Units are tokenized as Proof-of-Consequence (PoC) tokens.
Tokens = wages, capital, and influence.
Larger, more persistent resolutions → more tokens.
This creates a transparent, incorruptible economy of consequence.
5. Incentives
Capitalism: incentivizes risk, but tolerates bubbles and drift.
Socialism: incentivizes conformity, but suppresses creativity.
Authorship: incentivizes resolution.
The system only rewards collapsing drift into order, proof, clarity.
No reward for noise, excuses, or drift.
6. Wealth Dynamics
Wealth is dynamic, not static.
Not inherited capital (capitalism) or rationed shares (socialism).
Earned each time you author receipts.
Wealth maps onto current authorship, not just legacy ownership.
7. Stability
In capitalism: inflation = money supply expands faster than productivity.
In socialism: inflation = allocations divorced from productivity.
In authorship: value can only expand when new receipts are authored.
This ties stability to resolution density. The more drift collapses, the more value is created.
8. Booms, Busts, and Intervention
Capitalism: tolerates drift until it explodes in bubbles and crashes. Governments and central banks then intervene — stimulus, bailouts, rate cuts — to patch the collapse.
Socialism: suppresses drift through artificial controls, but the illusion of stability eventually breaks, requiring heavy state intervention to restore order.
Authorship: resolves drift continuously. Bursts and receipts collapse tension in real time, preventing the build-up that fuels booms and busts.
That means fewer violent crashes, fewer bubbles, and — critically — less intervention required. The system self-stabilizes through resolution instead of waiting for authorities to step in.
9. Governance
Capitalism: governed by price signals.
Socialism: governed by central directives.
Authorship: governed by resolution itself.
Drift acts as inflationary noise; resolution acts as deflationary anchor.

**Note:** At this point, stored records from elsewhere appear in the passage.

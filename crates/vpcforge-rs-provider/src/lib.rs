//! Network provider interfaces and implementations.

pub mod error;
pub mod provider;
pub mod types;

/// Provider error type.
pub use error::ProviderError;
/// Provider trait and the in-process implementation.
pub use provider::{NetworkProvider, local::LocalNetworkProvider};
/// Resource descriptions shared by providers.
pub use types::{
    DEFAULT_ROUTE_DESTINATION, ResourceCounts, ResourceKind, VpcAttribute, VpcDescription,
};
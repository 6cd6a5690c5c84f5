//! Tags applied to provisioned resources.

use chrono::{DateTime, SecondsFormat, Utc};
use vpcforge_rs_protocol::Tag;

pub const NAME_TAG: &str = "Name";
pub const MANAGED_BY_TAG: &str = "ManagedBy";
pub const RESOURCE_TYPE_TAG: &str = "ResourceType";
pub const CREATED_AT_TAG: &str = "CreatedAt";
pub const REQUEST_ID_TAG: &str = "RequestId";

/// Tag values shared by every resource of one creation.
#[derive(Debug, Clone)]
pub struct ResourceTags<'a> {
    pub name: &'a str,
    pub managed_by: &'a str,
    pub created_at: DateTime<Utc>,
    pub request_id: Option<&'a str>,
}

impl ResourceTags<'_> {
    /// Tags for one resource. `suffix` is appended to the network name for
    /// the `Name` tag (`None` for the network itself).
    pub fn for_resource(&self, suffix: Option<&str>, resource_type: &str) -> Vec<Tag> {
        let name = match suffix {
            Some(suffix) => format!("{}-{suffix}", self.name),
            None => self.name.to_string(),
        };
        let mut tags = vec![
            Tag::new(NAME_TAG, name),
            Tag::new(MANAGED_BY_TAG, self.managed_by),
            Tag::new(RESOURCE_TYPE_TAG, resource_type),
            Tag::new(
                CREATED_AT_TAG,
                self.created_at.to_rfc3339_opts(SecondsFormat::Secs, true),
            ),
        ];
        if let Some(request_id) = self.request_id {
            tags.push(Tag::new(REQUEST_ID_TAG, request_id));
        }
        tags
    }
}

#[cfg(test)]
mod tests {
    use super::*;
    use chrono::TimeZone;
    use pretty_assertions::assert_eq;

    #[test]
    fn builds_named_tags() {
        let created_at = Utc.with_ymd_and_hms(2024, 5, 1, 12, 0, 0).unwrap();
        let tags = ResourceTags {
            name: "test-vpc-1",
            managed_by: "vpc-api",
            created_at,
            request_id: Some("req-1"),
        };
        assert_eq!(
            tags.for_resource(Some("igw"), "internet-gateway"),
            vec![
                Tag::new("Name", "test-vpc-1-igw"),
                Tag::new("ManagedBy", "vpc-api"),
                Tag::new("ResourceType", "internet-gateway"),
                Tag::new("CreatedAt", "2024-05-01T12:00:00Z"),
                Tag::new("RequestId", "req-1"),
            ]
        );
        let without_request = ResourceTags {
            request_id: None,
            ..tags
        };
        assert_eq!(without_request.for_resource(None, "vpc").len(), 4);
    }
}
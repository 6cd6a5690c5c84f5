//! Named steps of the creation and teardown plans.

use std::fmt;

/// Steps of the creation plan, in execution order.
#[derive(Debug, Clone, Copy, PartialEq, Eq, Hash)]
pub enum CreationStep {
    CreateVpc,
    EnableDns,
    SelectAvailabilityZone,
    CreatePublicSubnet,
    EnablePublicIpMapping,
    CreatePrivateSubnet,
    CreateInternetGateway,
    AttachInternetGateway,
    CreateRouteTable,
    CreateDefaultRoute,
    AssociateRouteTable,
    TagResources,
    PersistRecord,
}

impl CreationStep {
    /// Plan step number (1-8) this sub-step belongs to.
    pub fn number(self) -> u8 {
        match self {
            CreationStep::CreateVpc | CreationStep::EnableDns => 1,
            CreationStep::SelectAvailabilityZone => 2,
            CreationStep::CreatePublicSubnet | CreationStep::EnablePublicIpMapping => 3,
            CreationStep::CreatePrivateSubnet => 4,
            CreationStep::CreateInternetGateway | CreationStep::AttachInternetGateway => 5,
            CreationStep::CreateRouteTable
            | CreationStep::CreateDefaultRoute
            | CreationStep::AssociateRouteTable => 6,
            CreationStep::TagResources => 7,
            CreationStep::PersistRecord => 8,
        }
    }

    pub fn label(self) -> &'static str {
        match self {
            CreationStep::CreateVpc => "create vpc",
            CreationStep::EnableDns => "enable dns",
            CreationStep::SelectAvailabilityZone => "select availability zone",
            CreationStep::CreatePublicSubnet => "create public subnet",
            CreationStep::EnablePublicIpMapping => "enable public ip mapping",
            CreationStep::CreatePrivateSubnet => "create private subnet",
            CreationStep::CreateInternetGateway => "create internet gateway",
            CreationStep::AttachInternetGateway => "attach internet gateway",
            CreationStep::CreateRouteTable => "create route table",
            CreationStep::CreateDefaultRoute => "create default route",
            CreationStep::AssociateRouteTable => "associate route table",
            CreationStep::TagResources => "tag resources",
            CreationStep::PersistRecord => "persist record",
        }
    }
}

impl fmt::Display for CreationStep {
    fn fmt(&self, f: &mut fmt::Formatter<'_>) -> fmt::Result {
        write!(f, "creation step {} ({})", self.number(), self.label())
    }
}

/// Steps of the teardown plan, in execution order.
#[derive(Debug, Clone, Copy, PartialEq, Eq, Hash)]
pub enum TeardownStep {
    MarkDeleting,
    DisassociateRouteTable,
    DeleteRouteTable,
    DetachInternetGateway,
    DeleteInternetGateway,
    DeleteSubnet,
    DeleteVpc,
    RemoveRecord,
}

impl TeardownStep {
    pub fn label(self) -> &'static str {
        match self {
            TeardownStep::MarkDeleting => "mark deleting",
            TeardownStep::DisassociateRouteTable => "disassociate route table",
            TeardownStep::DeleteRouteTable => "delete route table",
            TeardownStep::DetachInternetGateway => "detach internet gateway",
            TeardownStep::DeleteInternetGateway => "delete internet gateway",
            TeardownStep::DeleteSubnet => "delete subnet",
            TeardownStep::DeleteVpc => "delete vpc",
            TeardownStep::RemoveRecord => "remove record",
        }
    }
}

impl fmt::Display for TeardownStep {
    fn fmt(&self, f: &mut fmt::Formatter<'_>) -> fmt::Result {
        write!(f, "teardown step ({})", self.label())
    }
}

/// Step of either plan, carried by errors.
#[derive(Debug, Clone, Copy, PartialEq, Eq, Hash)]
pub enum Step {
    Create(CreationStep),
    Teardown(TeardownStep),
}

impl Step {
    pub fn label(self) -> &'static str {
        match self {
            Step::Create(step) => step.label(),
            Step::Teardown(step) => step.label(),
        }
    }
}

impl From<CreationStep> for Step {
    fn from(step: CreationStep) -> Self {
        Step::Create(step)
    }
}

impl From<TeardownStep> for Step {
    fn from(step: TeardownStep) -> Self {
        Step::Teardown(step)
    }
}

impl fmt::Display for Step {
    fn fmt(&self, f: &mut fmt::Formatter<'_>) -> fmt::Result {
        match self {
            Step::Create(step) => step.fmt(f),
            Step::Teardown(step) => step.fmt(f),
        }
    }
}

Governance is not ideological — it is receipted in real time.
10. The Moral Law
Capitalism excuses failure as “risk.”
Socialism excuses failure as “history.”
Authorship admits causality: “I acted, and here is the proof.”
That’s ownership. That’s clarity. That’s accountability.
11. The Future
A world built on authorship doesn’t reward probability or ideology.
It rewards consequence.
The janitor, the server, the scientist, the trader, the artist — all measured by the same law: did you collapse drift into resolution, and what receipts prove it?
That’s not capitalism.
That’s not socialism.
That’s the Authorship ‘value based’ Economy.